Saved entries

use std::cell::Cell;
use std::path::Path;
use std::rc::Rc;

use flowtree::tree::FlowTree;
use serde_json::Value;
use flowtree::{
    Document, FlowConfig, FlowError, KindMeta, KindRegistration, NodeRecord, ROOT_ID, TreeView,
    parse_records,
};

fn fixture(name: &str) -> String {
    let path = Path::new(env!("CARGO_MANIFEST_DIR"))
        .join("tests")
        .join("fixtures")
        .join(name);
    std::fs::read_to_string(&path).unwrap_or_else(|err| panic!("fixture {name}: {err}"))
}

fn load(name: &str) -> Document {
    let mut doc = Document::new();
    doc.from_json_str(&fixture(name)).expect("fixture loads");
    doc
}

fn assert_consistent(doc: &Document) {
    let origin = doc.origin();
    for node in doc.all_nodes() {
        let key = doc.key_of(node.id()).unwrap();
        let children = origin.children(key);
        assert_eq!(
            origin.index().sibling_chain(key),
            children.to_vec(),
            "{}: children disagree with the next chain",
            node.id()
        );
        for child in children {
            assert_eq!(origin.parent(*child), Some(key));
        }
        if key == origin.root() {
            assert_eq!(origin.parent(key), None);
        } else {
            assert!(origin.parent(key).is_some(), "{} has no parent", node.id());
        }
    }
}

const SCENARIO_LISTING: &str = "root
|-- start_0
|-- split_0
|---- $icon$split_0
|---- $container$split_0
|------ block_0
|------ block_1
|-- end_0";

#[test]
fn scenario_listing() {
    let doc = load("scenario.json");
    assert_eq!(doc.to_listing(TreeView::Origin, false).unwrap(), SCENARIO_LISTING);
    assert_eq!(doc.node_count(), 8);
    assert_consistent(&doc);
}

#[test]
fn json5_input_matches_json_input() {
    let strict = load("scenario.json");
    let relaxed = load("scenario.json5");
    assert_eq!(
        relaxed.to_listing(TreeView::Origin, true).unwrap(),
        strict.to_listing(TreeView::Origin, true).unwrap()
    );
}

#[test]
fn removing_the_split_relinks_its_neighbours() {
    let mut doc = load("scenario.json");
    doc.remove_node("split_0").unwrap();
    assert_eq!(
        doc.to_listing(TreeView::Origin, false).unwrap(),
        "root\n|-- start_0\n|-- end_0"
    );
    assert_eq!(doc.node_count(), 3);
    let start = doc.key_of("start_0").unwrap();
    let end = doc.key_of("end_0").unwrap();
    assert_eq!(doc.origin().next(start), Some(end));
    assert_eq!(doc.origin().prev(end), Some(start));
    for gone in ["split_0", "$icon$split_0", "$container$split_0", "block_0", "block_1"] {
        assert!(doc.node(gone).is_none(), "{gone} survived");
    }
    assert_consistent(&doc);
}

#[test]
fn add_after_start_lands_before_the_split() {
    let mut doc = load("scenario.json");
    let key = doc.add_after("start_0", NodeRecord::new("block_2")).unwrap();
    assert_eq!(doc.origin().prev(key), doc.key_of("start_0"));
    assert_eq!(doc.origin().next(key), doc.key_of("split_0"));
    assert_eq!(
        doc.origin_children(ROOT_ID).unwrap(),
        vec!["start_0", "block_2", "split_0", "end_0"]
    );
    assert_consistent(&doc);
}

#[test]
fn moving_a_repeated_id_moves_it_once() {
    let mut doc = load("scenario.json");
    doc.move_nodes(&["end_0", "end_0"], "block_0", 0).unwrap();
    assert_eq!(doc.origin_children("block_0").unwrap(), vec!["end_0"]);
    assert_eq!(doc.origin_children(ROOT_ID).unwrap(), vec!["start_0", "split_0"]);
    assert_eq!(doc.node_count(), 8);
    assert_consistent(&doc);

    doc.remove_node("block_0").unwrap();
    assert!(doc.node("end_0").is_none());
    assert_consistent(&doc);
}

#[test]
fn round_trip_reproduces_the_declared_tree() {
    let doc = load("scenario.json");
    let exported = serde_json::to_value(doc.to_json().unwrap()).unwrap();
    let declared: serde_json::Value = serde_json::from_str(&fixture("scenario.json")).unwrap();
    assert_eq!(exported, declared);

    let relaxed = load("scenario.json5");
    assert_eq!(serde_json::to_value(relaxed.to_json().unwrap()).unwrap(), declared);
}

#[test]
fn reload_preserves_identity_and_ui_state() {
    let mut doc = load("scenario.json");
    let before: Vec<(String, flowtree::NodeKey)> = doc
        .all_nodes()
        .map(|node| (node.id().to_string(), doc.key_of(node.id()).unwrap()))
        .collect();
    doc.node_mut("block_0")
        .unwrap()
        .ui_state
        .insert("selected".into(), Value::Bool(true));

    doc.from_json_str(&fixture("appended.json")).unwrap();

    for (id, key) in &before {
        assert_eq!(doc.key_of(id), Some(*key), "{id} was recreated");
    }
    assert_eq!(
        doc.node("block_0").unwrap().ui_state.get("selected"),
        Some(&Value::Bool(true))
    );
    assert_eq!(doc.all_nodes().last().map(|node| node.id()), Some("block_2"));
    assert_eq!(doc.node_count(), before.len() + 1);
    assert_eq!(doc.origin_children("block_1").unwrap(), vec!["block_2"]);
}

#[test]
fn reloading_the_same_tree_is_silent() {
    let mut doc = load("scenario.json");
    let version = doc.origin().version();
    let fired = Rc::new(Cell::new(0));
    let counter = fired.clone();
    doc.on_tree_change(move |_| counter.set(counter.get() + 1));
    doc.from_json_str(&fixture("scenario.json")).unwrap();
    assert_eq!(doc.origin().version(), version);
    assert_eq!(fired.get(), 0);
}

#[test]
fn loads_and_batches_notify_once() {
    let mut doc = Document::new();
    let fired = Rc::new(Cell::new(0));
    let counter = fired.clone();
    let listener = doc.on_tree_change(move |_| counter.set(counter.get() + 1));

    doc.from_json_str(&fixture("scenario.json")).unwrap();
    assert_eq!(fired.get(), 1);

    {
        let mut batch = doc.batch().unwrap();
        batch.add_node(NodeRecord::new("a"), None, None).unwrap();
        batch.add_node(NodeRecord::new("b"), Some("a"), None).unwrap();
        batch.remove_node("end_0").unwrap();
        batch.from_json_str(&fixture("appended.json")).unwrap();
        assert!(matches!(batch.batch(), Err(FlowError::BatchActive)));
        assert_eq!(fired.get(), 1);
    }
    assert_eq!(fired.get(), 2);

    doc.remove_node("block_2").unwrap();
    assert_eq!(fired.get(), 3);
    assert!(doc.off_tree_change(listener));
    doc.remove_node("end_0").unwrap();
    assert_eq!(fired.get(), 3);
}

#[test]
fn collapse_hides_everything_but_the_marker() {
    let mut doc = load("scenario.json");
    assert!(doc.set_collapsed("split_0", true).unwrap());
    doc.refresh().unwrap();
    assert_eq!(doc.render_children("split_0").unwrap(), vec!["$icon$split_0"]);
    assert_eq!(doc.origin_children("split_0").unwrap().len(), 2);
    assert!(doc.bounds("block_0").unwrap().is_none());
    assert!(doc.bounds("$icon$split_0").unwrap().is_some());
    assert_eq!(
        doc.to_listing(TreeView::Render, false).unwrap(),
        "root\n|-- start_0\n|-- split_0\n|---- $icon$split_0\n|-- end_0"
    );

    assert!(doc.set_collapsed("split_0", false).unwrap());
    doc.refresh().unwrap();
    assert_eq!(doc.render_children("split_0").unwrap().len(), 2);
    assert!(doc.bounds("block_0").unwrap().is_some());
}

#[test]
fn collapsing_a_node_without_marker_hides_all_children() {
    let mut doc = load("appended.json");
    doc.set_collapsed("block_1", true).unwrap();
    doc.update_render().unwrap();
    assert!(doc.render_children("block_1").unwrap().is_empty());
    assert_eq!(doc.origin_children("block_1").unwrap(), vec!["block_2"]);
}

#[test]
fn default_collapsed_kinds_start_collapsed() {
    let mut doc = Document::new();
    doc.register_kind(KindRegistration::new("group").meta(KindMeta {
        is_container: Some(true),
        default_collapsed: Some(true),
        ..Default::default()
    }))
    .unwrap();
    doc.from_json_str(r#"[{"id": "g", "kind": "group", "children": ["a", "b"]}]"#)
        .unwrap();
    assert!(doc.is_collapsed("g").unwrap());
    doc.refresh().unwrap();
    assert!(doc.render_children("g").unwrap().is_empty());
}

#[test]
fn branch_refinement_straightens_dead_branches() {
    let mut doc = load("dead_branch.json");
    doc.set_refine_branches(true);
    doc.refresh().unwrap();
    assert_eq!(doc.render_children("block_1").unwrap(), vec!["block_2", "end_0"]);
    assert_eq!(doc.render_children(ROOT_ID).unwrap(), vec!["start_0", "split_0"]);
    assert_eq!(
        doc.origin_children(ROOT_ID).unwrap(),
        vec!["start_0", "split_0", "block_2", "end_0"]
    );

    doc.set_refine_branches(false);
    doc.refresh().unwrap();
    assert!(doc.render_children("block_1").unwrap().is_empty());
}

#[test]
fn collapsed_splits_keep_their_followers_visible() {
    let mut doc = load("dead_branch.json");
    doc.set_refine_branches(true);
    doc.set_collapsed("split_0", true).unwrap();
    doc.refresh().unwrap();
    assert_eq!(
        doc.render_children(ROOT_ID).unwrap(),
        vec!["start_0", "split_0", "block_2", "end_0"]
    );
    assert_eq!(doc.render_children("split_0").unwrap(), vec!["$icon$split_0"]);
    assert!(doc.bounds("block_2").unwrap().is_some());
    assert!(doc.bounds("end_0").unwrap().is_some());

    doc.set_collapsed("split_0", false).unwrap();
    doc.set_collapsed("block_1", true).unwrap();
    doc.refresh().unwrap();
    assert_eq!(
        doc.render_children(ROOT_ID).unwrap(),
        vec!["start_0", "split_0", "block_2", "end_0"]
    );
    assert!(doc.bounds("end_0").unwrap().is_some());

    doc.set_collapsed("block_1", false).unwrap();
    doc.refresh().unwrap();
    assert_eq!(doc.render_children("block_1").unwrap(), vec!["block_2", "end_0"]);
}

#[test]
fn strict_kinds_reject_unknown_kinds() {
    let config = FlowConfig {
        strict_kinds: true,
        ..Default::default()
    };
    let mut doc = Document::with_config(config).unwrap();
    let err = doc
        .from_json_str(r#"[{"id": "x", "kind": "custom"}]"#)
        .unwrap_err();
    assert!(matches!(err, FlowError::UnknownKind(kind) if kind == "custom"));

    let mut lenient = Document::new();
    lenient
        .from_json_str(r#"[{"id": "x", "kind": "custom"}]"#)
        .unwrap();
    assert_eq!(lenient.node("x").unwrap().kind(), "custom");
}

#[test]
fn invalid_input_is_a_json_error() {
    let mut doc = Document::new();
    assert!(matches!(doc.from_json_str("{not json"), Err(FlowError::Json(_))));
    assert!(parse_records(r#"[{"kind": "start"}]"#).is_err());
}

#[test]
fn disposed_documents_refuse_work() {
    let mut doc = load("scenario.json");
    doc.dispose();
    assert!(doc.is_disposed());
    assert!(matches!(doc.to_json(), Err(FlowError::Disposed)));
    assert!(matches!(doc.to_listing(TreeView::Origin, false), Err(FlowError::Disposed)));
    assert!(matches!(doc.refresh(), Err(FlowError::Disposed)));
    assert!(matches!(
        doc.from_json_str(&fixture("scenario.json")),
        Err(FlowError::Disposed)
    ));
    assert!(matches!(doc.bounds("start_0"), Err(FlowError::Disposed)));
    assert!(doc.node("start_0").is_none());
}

> Required action: For every line above that holds the word "bounds", report the whole line.

> Task output:
    assert!(doc.bounds("block_0").unwrap().is_none());
    assert!(doc.bounds("$icon$split_0").unwrap().is_some());
    assert!(doc.bounds("block_0").unwrap().is_some());
    assert!(doc.bounds("block_2").unwrap().is_some());
    assert!(doc.bounds("end_0").unwrap().is_some());
    assert!(doc.bounds("end_0").unwrap().is_some());
    assert!(matches!(doc.bounds("start_0"), Err(FlowError::Disposed)));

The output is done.